Excessive Decline in Milk Production

  1. A high incidence of subclinical or clinical mastitis is the most frequent cause of excessive drops. The sudden decline may occur rather suddenly or more gradually depending on various factors.
  2. Ingestion of toxic weeds, mycotoxins, or any item that may greatly reduce dry matter intake can cause a sudden, drastic drop in milk. Early lactation cows are most often affected first. Feeds or items that can be the culprit are toxic weeds like bracken fern, acorns, apples, silo gas, excessive non-protein nitrogen content (i.e. urea) in a grain mixture, and mycotoxins in forages or grains.
  3. Overfeeding grain and/or excessive amounts of fat, starch, and nonstructural carbohydrates in the ration can upset rumen function and metabolism. Dry grain mixtures should be limited to a maximum of 2.5% of body weight for most cows. The concentrate dry matter as a percent of the total ration dry matter should not exceed 55 to 60% for peak production (>80 pounds of milk) and 40 to 50% for average production (<70 pounds of milk).
  4. In some rare instances a vitamin B12 deficiency may be the cause, particularly in high producing cows that have depleted their liver stores. Administering 1 to 6 mg of injectable vitamin B12 should exhibit a response in cows in 5 to 10 days.
  5. Ration deficiencies or imbalances can result in excessive drops. Evaluate rations and forage tests to help determine the problem. In herds feeding a total mixed ration, the ration(s) should be sampled and sent out for analysis. Items to include in the analysis in addition to the standard are soluble protein, fat, ash, and neutral detergent fiber.
  6. Infectious and/or disease problems can cause sudden drops in production. Cows with infectious problems usually run a fever and have temperatures over 103°F. A sudden onset of diarrhea caused by BVD, salmonella, winter dysentery, and others can also cause sudden drops in milk.
  7. A lack of water intake either because of the system or quality problems can be a potential cause.

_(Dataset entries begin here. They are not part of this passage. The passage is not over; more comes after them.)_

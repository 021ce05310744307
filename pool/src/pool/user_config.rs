use soroban_sdk::{Address, Env};

use crate::storage;

/// The collateral and borrowing flags of a user, packed as two bits per reserve index.
///
/// Bit `2 * index` is set if the user is borrowing the reserve, and bit `2 * index + 1` is set
/// if the user is using the reserve as collateral.
#[derive(Clone, Copy, Debug, Default, Eq, PartialEq)]
pub struct UserConfiguration {
    pub data: u128,
}

impl UserConfiguration {
    pub fn new(data: u128) -> UserConfiguration {
        UserConfiguration { data }
    }

    /// Load the flags of a user from the ledger
    pub fn load(e: &Env, user: &Address) -> UserConfiguration {
        UserConfiguration::new(storage::get_user_config(e, user))
    }

    /// Write the flags of a user to the ledger
    pub fn store(&self, e: &Env, user: &Address) {
        storage::set_user_config(e, user, &self.data);
    }

    /// Checks if the user is borrowing or using as collateral the reserve at `res_index`
    pub fn is_using_reserve(&self, res_index: u32) -> bool {
        (self.data >> (res_index * 2)) & 0b11 != 0
    }

    /// Checks if the user is borrowing the reserve at `res_index`
    pub fn is_borrowing(&self, res_index: u32) -> bool {
        (self.data >> (res_index * 2)) & 0b01 != 0
    }

    /// Checks if the user is using the reserve at `res_index` as collateral
    pub fn is_collateral(&self, res_index: u32) -> bool {
        (self.data >> (res_index * 2)) & 0b10 != 0
    }

    /// Checks if the user is borrowing any reserve
    pub fn is_borrowing_any(&self) -> bool {
        self.data & BORROWING_MASK != 0
    }

    /// Checks if the user has no flags set
    pub fn is_empty(&self) -> bool {
        self.data == 0
    }

    /// Set the borrowing flag for the reserve at `res_index`
    pub fn set_borrowing(&mut self, res_index: u32, borrowing: bool) {
        let res_borrow_bit = 1u128 << (res_index * 2);
        if borrowing {
            self.data |= res_borrow_bit;
        } else {
            self.data &= !res_borrow_bit;
        }
    }

    /// Set the collateral flag for the reserve at `res_index`
    pub fn set_collateral(&mut self, res_index: u32, collateral: bool) {
        let res_collateral_bit = 1u128 << (res_index * 2 + 1);
        if collateral {
            self.data |= res_collateral_bit;
        } else {
            self.data &= !res_collateral_bit;
        }
    }
}

// every even bit
const BORROWING_MASK: u128 = 0x5555_5555_5555_5555_5555_5555_5555_5555;

#[cfg(test)]
mod tests {
    use super::*;

    #[test]
    fn test_user_config_not_using() {
        let user_config = UserConfiguration::new(0xFFFF_FFFF_FFFF_FFFF_FFFF_FFFF_FFFF_FCFF);
        let res_index = 4;

        assert!(!user_config.is_using_reserve(res_index));
        assert!(!user_config.is_collateral(res_index));
        assert!(!user_config.is_borrowing(res_index));
    }

    #[test]
    fn test_user_config_using_all() {
        let user_config = UserConfiguration::new(0x0003_0000_0000_0000);
        let res_index = 24;

        assert!(user_config.is_using_reserve(res_index));
        assert!(user_config.is_collateral(res_index));
        assert!(user_config.is_borrowing(res_index));
    }

    #[test]
    fn test_user_config_only_collateral_last_reserve() {
        let user_config = UserConfiguration::new(0x8000_0000_0000_0000_0000_0000_0000_0000);
        let res_index = 63;

        assert!(user_config.is_using_reserve(res_index));
        assert!(user_config.is_collateral(res_index));
        assert!(!user_config.is_borrowing(res_index));
        assert!(!user_config.is_borrowing_any());
    }

    #[test]
    fn test_user_config_only_borrowing() {
        let user_config = UserConfiguration::new(0x0000_0000_0000_0001);
        let res_index = 0;

        assert!(user_config.is_using_reserve(res_index));
        assert!(!user_config.is_collateral(res_index));
        assert!(user_config.is_borrowing(res_index));
        assert!(user_config.is_borrowing_any());
    }

    #[test]
    fn test_set_and_clear_flags() {
        let mut user_config = UserConfiguration::default();
        assert!(user_config.is_empty());

        user_config.set_collateral(2, true);
        assert_eq!(user_config.data, 0x20);
        user_config.set_borrowing(5, true);
        assert_eq!(user_config.data, 0x420);
        user_config.set_borrowing(40, true);
        assert_eq!(user_config.data, 0x1_0000_0000_0000_0000_0420);

        user_config.set_collateral(2, false);
        user_config.set_borrowing(40, false);
        assert_eq!(user_config.data, 0x400);

        // clearing an unset flag is a no-op
        user_config.set_collateral(5, false);
        assert_eq!(user_config.data, 0x400);
    }
}
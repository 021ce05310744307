use soroban_sdk::{contractclient, Address, Env};

/// The debt token ledger of a reserve. Tracks borrower debt in scaled units
/// (underlying / borrow index).
#[allow(dead_code)]
#[contractclient(name = "DTokenClient")]
pub trait DToken {
    /// Fetch the scaled balance of `id`
    fn scaled_balance_of(e: Env, id: Address) -> i128;

    /// Fetch the scaled total supply
    fn scaled_total_supply(e: Env) -> i128;

    /// (Pool only) Mint `amount` underlying worth of debt to `user` at `index`
    ///
    /// Returns true if `user` had no debt before the mint
    fn mint(e: Env, user: Address, amount: i128, index: i128) -> bool;

    /// (Pool only) Burn `amount` underlying worth of debt from `user` at `index`
    fn burn(e: Env, user: Address, amount: i128, index: i128);
}
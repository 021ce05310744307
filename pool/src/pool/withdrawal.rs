use soroban_sdk::{Address, Env};

use crate::{dependencies::STokenClient, validator::validate_withdraw};

use super::{pool::Pool, user_config::UserConfiguration};

/// Withdraw `amount` of `asset` supplied by `from` and send the underlying to `to`. An amount
/// of i128::MAX withdraws the full balance.
///
/// Returns the amount withdrawn
pub fn execute_withdraw(
    e: &Env,
    from: &Address,
    asset: &Address,
    amount: i128,
    to: &Address,
) -> i128 {
    let mut pool = Pool::load(e);
    pool.require_not_paused(e);

    let mut reserve = pool.load_reserve(e, asset);
    let user_balance = pool.load_supply_balance(e, &reserve, from);
    let amount_to_withdraw = if amount == i128::MAX {
        user_balance
    } else {
        amount
    };

    let mut user_config = UserConfiguration::load(e, from);
    validate_withdraw(
        e,
        &mut pool,
        &reserve,
        from,
        amount_to_withdraw,
        user_balance,
        &user_config,
    );

    reserve.update_state(e);
    reserve.update_interest_rates(e, 0, amount_to_withdraw);

    if amount_to_withdraw == user_balance {
        user_config.set_collateral(reserve.config.index, false);
        user_config.store(e, from);
    }

    STokenClient::new(e, &reserve.s_token).burn(
        from,
        to,
        &amount_to_withdraw,
        &reserve.liquidity_index,
    );

    pool.cache_reserve(reserve, true);
    pool.store_cached_reserves(e);
    amount_to_withdraw
}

  8. Problems can occur when cows are improperly fed after peaking or in late lactation, especially in herds feeding multi-group total mixed rations. Sudden drops most often happen when there is over a 10 to 15% difference in concentrate dry matter between rations.

Short Lactations

  1. Fat deposition can be antagonistic to milk production in overconditioned cows. This problem normally results when mid- and late-lactation animals are overfed. Rations should be balanced properly for energy and protein to minimize excessive body conditioning during these periods.
  2. Underfeeding cows, especially energy or an imbalanced ration, is a major cause in inadequately fed herds. Excessive drops in milk generally accompany this.

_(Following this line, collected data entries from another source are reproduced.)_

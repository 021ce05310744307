use crate::{
    dependencies::SwapRoute,
    pool::{self, AccountData, Pool as PoolState, Reserve, UserConfiguration},
    storage::{self, PoolConfig, Position, ReserveConfig},
};
use soroban_sdk::{contract, contractclient, contractimpl, Address, Env, Symbol, Vec};

/// ### Pool
///
/// A collateralized lending pool with leveraged positions.
#[contract]
pub struct PoolContract;

#[contractclient(name = "PoolClient")]
pub trait Pool {
    /// Initialize the pool
    ///
    /// ### Arguments
    /// * `admin` - The Address for the admin
    /// * `oracle` - The contract address of the SEP-40 price oracle
    /// * `exchange` - The contract address of the exchange used by positions
    /// * `max_leverage` - The exclusive leverage cap for positions, where 10000 is 1x
    /// * `pos_liq_threshold` - The liquidation threshold given to new positions (ray)
    /// * `pos_liq_fee` - The share of a liquidated position's residual paid to the liquidator
    ///
    /// ### Panics
    /// If the pool is already initialized or a parameter is invalid
    #[allow(clippy::too_many_arguments)]
    fn initialize(
        e: Env,
        admin: Address,
        oracle: Address,
        exchange: Address,
        max_leverage: u32,
        pos_liq_threshold: i128,
        pos_liq_fee: u32,
    );

    /// (Admin only) Set a new address as the admin of this pool
    ///
    /// ### Arguments
    /// * `new_admin` - The new admin address
    ///
    /// ### Panics
    /// If the caller is not the admin
    fn set_admin(e: Env, new_admin: Address);

    /// (Admin only) Initialize a reserve in the pool
    ///
    /// ### Arguments
    /// * `asset` - The underlying asset to add as a reserve
    /// * `s_token` - The supply token ledger of the reserve
    /// * `d_token` - The debt token ledger of the reserve
    /// * `rate_strategy` - The interest rate strategy of the reserve
    /// * `config` - The ReserveConfig for the reserve
    ///
    /// ### Panics
    /// If the caller is not the admin, the reserve is already setup, or the config is invalid
    fn init_reserve(
        e: Env,
        asset: Address,
        s_token: Address,
        d_token: Address,
        rate_strategy: Address,
        config: ReserveConfig,
    ) -> u32;

    /// (Admin only) Update the collateral parameters of a reserve
    ///
    /// ### Arguments
    /// * `asset` - The underlying asset of the reserve
    /// * `ltv` - The loan to value, where 10000 is 100%
    /// * `liq_threshold` - The liquidation threshold, where 10000 is 100%
    /// * `liq_bonus` - The liquidation bonus, where 10500 is a 5% bonus
    fn configure_reserve_as_collateral(
        e: Env,
        asset: Address,
        ltv: u32,
        liq_threshold: u32,
        liq_bonus: u32,
    );

    /// (Admin only) Update the status flags of a reserve
    fn set_reserve_status(
        e: Env,
        asset: Address,
        active: bool,
        frozen: bool,
        borrowing_enabled: bool,
    );

    /// (Admin only) Update the reserve factor of a reserve
    fn set_reserve_factor(e: Env, asset: Address, reserve_factor: u32);

    /// (Admin only) Update the interest rate strategy of a reserve
    fn set_rate_strategy(e: Env, asset: Address, rate_strategy: Address);

    /// (Admin only) Pause or unpause the pool
    fn set_pause(e: Env, paused: bool);

    /// (Admin only) Update the parameters given to new positions
    fn set_leverage_params(e: Env, max_leverage: u32, pos_liq_threshold: i128, pos_liq_fee: u32);

    /// (Admin only) Update the exchange used by positions
    fn set_exchange(e: Env, exchange: Address);

    /********* Lending **********/

    /// Deposit `amount` of `asset` from `from` on behalf of `on_behalf_of`
    ///
    /// ### Panics
    /// If the reserve is inactive or frozen, or the amount is not positive
    fn deposit(e: Env, from: Address, asset: Address, amount: i128, on_behalf_of: Address);

    /// Withdraw `amount` of `asset` supplied by `from` to `to`. Use i128::MAX to withdraw
    /// everything.
    ///
    /// Returns the amount withdrawn
    ///
    /// ### Panics
    /// If the balance is insufficient, or the withdrawal drops `from` below the
    /// liquidation boundary
    fn withdraw(e: Env, from: Address, asset: Address, amount: i128, to: Address) -> i128;

    /// Borrow `amount` of `asset` against the collateral of `from`
    ///
    /// ### Arguments
    /// * `rate_mode` - The interest rate mode, only variable (2) is supported
    ///
    /// ### Panics
    /// If the collateral of `from` does not cover the debt
    fn borrow(e: Env, from: Address, asset: Address, amount: i128, rate_mode: u32);

    /// Repay `amount` of the `asset` debt of `on_behalf_of` with funds from `from`. Use
    /// i128::MAX to repay everything.
    ///
    /// Returns the amount repaid
    fn repay(
        e: Env,
        from: Address,
        asset: Address,
        amount: i128,
        rate_mode: u32,
        on_behalf_of: Address,
    ) -> i128;

    /// Enable or disable the supply of `asset` as collateral for `from`
    ///
    /// ### Panics
    /// If `from` has no supply, or disabling drops `from` below the liquidation boundary
    fn set_use_as_collateral(e: Env, from: Address, asset: Address, use_as_collateral: bool);

    /// (Supply token only) Validate and account for a transfer of supply tokens
    ///
    /// ### Arguments
    /// * `amount` - The amount of the underlying transferred
    /// * `from_before` - The underlying balance of `from` before the transfer
    /// * `to_before` - The underlying balance of `to` before the transfer
    fn finalize_transfer(
        e: Env,
        asset: Address,
        from: Address,
        to: Address,
        amount: i128,
        from_before: i128,
        to_before: i128,
    );

    /// Liquidate an unhealthy loan
    ///
    /// ### Arguments
    /// * `liquidator` - The address repaying the debt
    /// * `collateral_asset` - The collateral to seize
    /// * `debt_asset` - The debt to repay
    /// * `user` - The borrower being liquidated
    /// * `debt_to_cover` - The maximum amount of debt to repay
    /// * `receive_s_token` - If the collateral is received as supply instead of the underlying
    ///
    /// Returns (debt repaid, collateral seized)
    #[allow(clippy::too_many_arguments)]
    fn liquidation_call(
        e: Env,
        liquidator: Address,
        collateral_asset: Address,
        debt_asset: Address,
        user: Address,
        debt_to_cover: i128,
        receive_s_token: bool,
    ) -> (i128, i128);

    /********* Positions **********/

    /// Open a leveraged position
    ///
    /// ### Arguments
    /// * `trader` - The owner of the position, who supplies the margin
    /// * `margin_asset` - The asset of the margin
    /// * `borrowed_asset` - The asset borrowed by the position
    /// * `held_asset` - The asset the borrowed funds are swapped into
    /// * `margin_amount` - The amount of margin
    /// * `leverage` - The leverage, where 10000 is 1x
    /// * `swap` - The route from the borrowed asset to the held asset
    ///
    /// Returns the id of the position
    #[allow(clippy::too_many_arguments)]
    fn open_position(
        e: Env,
        trader: Address,
        margin_asset: Address,
        borrowed_asset: Address,
        held_asset: Address,
        margin_amount: i128,
        leverage: u32,
        swap: SwapRoute,
    ) -> u64;

    /// Close a position owned by `caller`
    ///
    /// ### Arguments
    /// * `held_swap` - The route from the held asset to the borrowed asset
    /// * `margin_swap` - The route from the margin asset to the borrowed asset, if they differ
    ///
    /// Returns the amount of the borrowed asset paid to the trader
    fn close_position(
        e: Env,
        caller: Address,
        id: u64,
        held_swap: SwapRoute,
        margin_swap: Option<SwapRoute>,
    ) -> i128;

    /// Liquidate a position whose health factor is below 1
    ///
    /// When the proceeds do not cover the debt they are all used to repay it, nothing is paid
    /// out, and the unpaid debt stays with the pool as bad debt.
    ///
    /// Returns (liquidator share, trader share) of the borrowed asset left after the debt
    fn liquidate_position(
        e: Env,
        liquidator: Address,
        id: u64,
        held_swap: SwapRoute,
        margin_swap: Option<SwapRoute>,
    ) -> (i128, i128);

    /********* Queries **********/

    /// Fetch the pool configuration
    fn get_pool_config(e: Env) -> PoolConfig;

    /// Fetch a reserve as it was last stored
    fn get_reserve(e: Env, asset: Address) -> Reserve;

    /// Fetch the underlying assets of every reserve, ordered by reserve index
    fn get_reserve_list(e: Env) -> Vec<Address>;

    /// Fetch the liquidity index of a reserve as of now
    fn get_normalized_income(e: Env, asset: Address) -> i128;

    /// Fetch the borrow index of a reserve as of now
    fn get_normalized_debt(e: Env, asset: Address) -> i128;

    /// Fetch the account summary of a user
    fn get_user_account_data(e: Env, user: Address) -> AccountData;

    /// Fetch the packed collateral and borrowing flags of a user
    fn get_user_configuration(e: Env, user: Address) -> u128;

    /// Fetch a position
    ///
    /// ### Panics
    /// If the position does not exist
    fn get_position(e: Env, id: u64) -> Position;

    /// Fetch the ids of every position opened by `trader`
    fn get_trader_positions(e: Env, trader: Address) -> Vec<u64>;

    /// Fetch the health factor of a position
    fn get_position_health_factor(e: Env, id: u64) -> i128;

    /// Fetch the profit and loss of a position in the oracle's base asset
    fn get_pnl(e: Env, id: u64) -> i128;
}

  3. The incomplete removal of milk by improper milking practices can contribute to lower peaks or short lactations. Problems can occur when the milking machine is put on too soon or too late after preparation. Milking should begin within 0.5 to 2 minutes after cows have been prepped. Problems often occur when the cows have been prepared too far in advance of being milked. An inadequately functioning milking system, which requires a milking period much over 6 minutes of machine time per cow, can be a problem. Removing the milking machine before milking is complete is not usually a major cause as one must leave about one pint or more of milk in the base of the quarter to be of much consequence. Abusive use of crowd gates and stray voltage may result in lower peaks or short lactations.

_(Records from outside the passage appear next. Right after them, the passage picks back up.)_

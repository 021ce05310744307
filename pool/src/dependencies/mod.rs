mod s_token;
pub use s_token::STokenClient;

mod d_token;
pub use d_token::DTokenClient;

mod rate_strategy;
pub use rate_strategy::RateStrategyClient;

mod exchange;
pub use exchange::{ExchangeClient, SwapDescription, SwapRoute};
use cast::i128;
use sep_41_token::TokenClient;
use soroban_sdk::{panic_with_error, Address, Env};

use crate::{
    dependencies::{DTokenClient, ExchangeClient, STokenClient, SwapRoute},
    errors::PoolError,
    math::{percent_mul, ray_mul},
    storage::{self, Position},
    validator::{
        require_nonnegative, validate_close_position, validate_liquidate_position,
        validate_open_position,
    },
};

use super::{health_factor::calculate_position_health_factor, pool::Pool};

/// Open a leveraged position for `trader`
///
/// The margin is held by the pool, and `margin value * leverage` of the borrowed asset is
/// borrowed by the pool and swapped into the held asset through `swap`.
///
/// ### Arguments
/// * `leverage` - The leverage of the position, where 10000 is 1x
/// * `swap` - The route converting the borrowed asset into the held asset
///
/// Returns the opened position
#[allow(clippy::too_many_arguments)]
pub fn execute_open_position(
    e: &Env,
    trader: &Address,
    margin_asset: &Address,
    borrowed_asset: &Address,
    held_asset: &Address,
    margin_amount: i128,
    leverage: u32,
    swap: &SwapRoute,
) -> Position {
    let mut pool = Pool::load(e);
    pool.require_not_paused(e);

    let margin_reserve = pool.load_reserve(e, margin_asset);
    let mut borrowed_reserve = pool.load_reserve(e, borrowed_asset);
    let held_reserve = pool.load_reserve(e, held_asset);

    let margin_price = pool.load_price(e, margin_asset);
    let borrowed_price = pool.load_price(e, borrowed_asset);
    let margin_value = margin_reserve.to_base_down(e, margin_amount, margin_price);
    let borrow_value = percent_mul(e, margin_value, i128(leverage));
    let borrow_amount = borrowed_reserve.from_base_down(e, borrow_value, borrowed_price);
    validate_open_position(
        e,
        &margin_reserve,
        &borrowed_reserve,
        &held_reserve,
        margin_amount,
        borrow_amount,
        leverage,
        pool.config.max_leverage,
    );

    let pool_address = e.current_contract_address();
    TokenClient::new(e, margin_asset).transfer(trader, &pool_address, &margin_amount);

    borrowed_reserve.update_state(e);
    let d_token = DTokenClient::new(e, &borrowed_reserve.d_token);
    let scaled_before = d_token.scaled_balance_of(&pool_address);
    d_token.mint(&pool_address, &borrow_amount, &borrowed_reserve.borrow_index);
    let scaled_debt = d_token.scaled_balance_of(&pool_address) - scaled_before;
    borrowed_reserve.update_interest_rates(e, 0, borrow_amount);
    STokenClient::new(e, &borrowed_reserve.s_token)
        .transfer_underlying_to(&pool_address, &borrow_amount);
    pool.cache_reserve(borrowed_reserve, true);
    pool.store_cached_reserves(e);

    let held_amount = execute_swap(
        e,
        &pool.config.exchange,
        swap,
        borrowed_asset,
        held_asset,
        borrow_amount,
    );

    let position = Position {
        id: storage::next_position_id(e),
        trader: trader.clone(),
        margin_asset: margin_asset.clone(),
        borrowed_asset: borrowed_asset.clone(),
        held_asset: held_asset.clone(),
        margin_amount,
        borrowed_amount: borrow_amount,
        held_amount,
        scaled_debt,
        liq_threshold: pool.config.pos_liq_threshold,
        opened_at: e.ledger().timestamp(),
        is_open: true,
    };
    storage::set_position(e, &position);
    storage::push_trader_position(e, trader, position.id);
    position
}

/// Close a position owned by `caller` and pay what is left after the debt to the trader
///
/// ### Arguments
/// * `held_swap` - The route converting the held asset into the borrowed asset
/// * `margin_swap` - The route converting the margin into the borrowed asset, not used when
///                   the margin is the borrowed asset
///
/// Returns the amount of the borrowed asset paid to the trader
pub fn execute_close_position(
    e: &Env,
    caller: &Address,
    id: u64,
    held_swap: &SwapRoute,
    margin_swap: &Option<SwapRoute>,
) -> i128 {
    let mut pool = Pool::load(e);
    pool.require_not_paused(e);

    let mut position = load_position(e, id);
    validate_close_position(e, &position, caller);

    let (payment, _) =
        settle_position(e, &mut pool, &mut position, held_swap, margin_swap, false);
    if payment > 0 {
        TokenClient::new(e, &position.borrowed_asset).transfer(
            &e.current_contract_address(),
            &position.trader,
            &payment,
        );
    }
    payment
}

/// Liquidate an unhealthy position. The liquidator receives the pool's position liquidation
/// fee from the amount left after the debt, and the trader receives the rest.
///
/// If the proceeds do not cover the debt, all of them repay the debt and the rest remains as
/// debt of the pool's own account. Nothing is paid out.
///
/// Returns (liquidator share, trader share, shortfall) in the borrowed asset
pub fn execute_liquidate_position(
    e: &Env,
    liquidator: &Address,
    id: u64,
    held_swap: &SwapRoute,
    margin_swap: &Option<SwapRoute>,
) -> (i128, i128, i128) {
    let mut pool = Pool::load(e);
    pool.require_not_paused(e);

    let mut position = load_position(e, id);
    let health_factor = calculate_position_health_factor(e, &mut pool, &position);
    validate_liquidate_position(e, &position, health_factor);

    let (payment, shortfall) =
        settle_position(e, &mut pool, &mut position, held_swap, margin_swap, true);
    let liquidator_share = percent_mul(e, payment, i128(pool.config.pos_liq_fee));
    let trader_share = payment - liquidator_share;

    let pool_address = e.current_contract_address();
    let token = TokenClient::new(e, &position.borrowed_asset);
    if liquidator_share > 0 {
        token.transfer(&pool_address, liquidator, &liquidator_share);
    }
    if trader_share > 0 {
        token.transfer(&pool_address, &position.trader, &trader_share);
    }
    (liquidator_share, trader_share, shortfall)
}

/// Load a position
///
/// ### Panics
/// If the position does not exist
pub fn load_position(e: &Env, id: u64) -> Position {
    match storage::get_position(e, id) {
        Some(position) => position,
        None => panic_with_error!(e, PoolError::PositionNotFound),
    }
}

/// Convert the position back into the borrowed asset, repay its debt and mark it closed
///
/// ### Arguments
/// * `allow_shortfall` - If proceeds below the debt repay what they can instead of panicking
///
/// Returns (proceeds left after the debt, debt left unpaid)
fn settle_position(
    e: &Env,
    pool: &mut Pool,
    position: &mut Position,
    held_swap: &SwapRoute,
    margin_swap: &Option<SwapRoute>,
    allow_shortfall: bool,
) -> (i128, i128) {
    let exchange = pool.config.exchange.clone();
    let mut proceeds = execute_swap(
        e,
        &exchange,
        held_swap,
        &position.held_asset,
        &position.borrowed_asset,
        position.held_amount,
    );
    let margin_proceeds = if position.margin_asset == position.borrowed_asset {
        position.margin_amount
    } else {
        match margin_swap {
            Some(route) => execute_swap(
                e,
                &exchange,
                route,
                &position.margin_asset,
                &position.borrowed_asset,
                position.margin_amount,
            ),
            None => panic_with_error!(e, PoolError::InvalidSwap),
        }
    };
    proceeds += margin_proceeds;

    let mut borrowed_reserve = pool.load_reserve(e, &position.borrowed_asset);
    borrowed_reserve.update_state(e);
    let owed = ray_mul(e, position.scaled_debt, borrowed_reserve.borrow_index);
    if proceeds < owed && !allow_shortfall {
        panic_with_error!(e, PoolError::InsufficientProceeds);
    }
    let repaid = proceeds.min(owed);

    let pool_address = e.current_contract_address();
    if repaid > 0 {
        DTokenClient::new(e, &borrowed_reserve.d_token).burn(
            &pool_address,
            &repaid,
            &borrowed_reserve.borrow_index,
        );
    }
    borrowed_reserve.update_interest_rates(e, repaid, 0);
    if repaid > 0 {
        TokenClient::new(e, &position.borrowed_asset).transfer(
            &pool_address,
            &borrowed_reserve.s_token,
            &repaid,
        );
        STokenClient::new(e, &borrowed_reserve.s_token).handle_repayment(&pool_address, &repaid);
    }
    pool.cache_reserve(borrowed_reserve, true);
    pool.store_cached_reserves(e);

    position.is_open = false;
    storage::set_position(e, position);
    (proceeds - repaid, owed - repaid)
}

/// Swap `amount` of `src_token` held by the pool into `dst_token` through the exchange
///
/// The route's amount and destination receiver are pinned to `amount` and the pool.
///
/// Returns the amount of `dst_token` the pool received
fn execute_swap(
    e: &Env,
    exchange: &Address,
    route: &SwapRoute,
    src_token: &Address,
    dst_token: &Address,
    amount: i128,
) -> i128 {
    if route.desc.src_token != *src_token || route.desc.dst_token != *dst_token {
        panic_with_error!(e, PoolError::InvalidSwap);
    }
    require_nonnegative(e, &route.desc.min_return_amount);

    let pool_address = e.current_contract_address();
    let mut desc = route.desc.clone();
    desc.amount = amount;
    desc.dst_receiver = pool_address.clone();

    let dst_client = TokenClient::new(e, dst_token);
    let balance_before = dst_client.balance(&pool_address);
    TokenClient::new(e, src_token).transfer(&pool_address, &desc.src_receiver, &amount);
    ExchangeClient::new(e, exchange).swap(&route.executor, &desc, &route.data);
    let received = dst_client.balance(&pool_address) - balance_before;

    if received < desc.min_return_amount {
        panic_with_error!(e, PoolError::SlippageExceeded);
    }
    received
}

  4. A high incidence of clinical or subclinical mastitis can shorten lactations.
  5. A major cause of individual cow problems is poor milk let-down. Some cows need a second stimulation to fully letdown their milk. Psychological problems from disturbing incidents, such as administering injectables and bleeding at milking time, can inhibit milk letdown. Stray voltage, sore teats, and extremes in vacuum can also be problems.
  6. There may be a genetic predisposition to short lactations.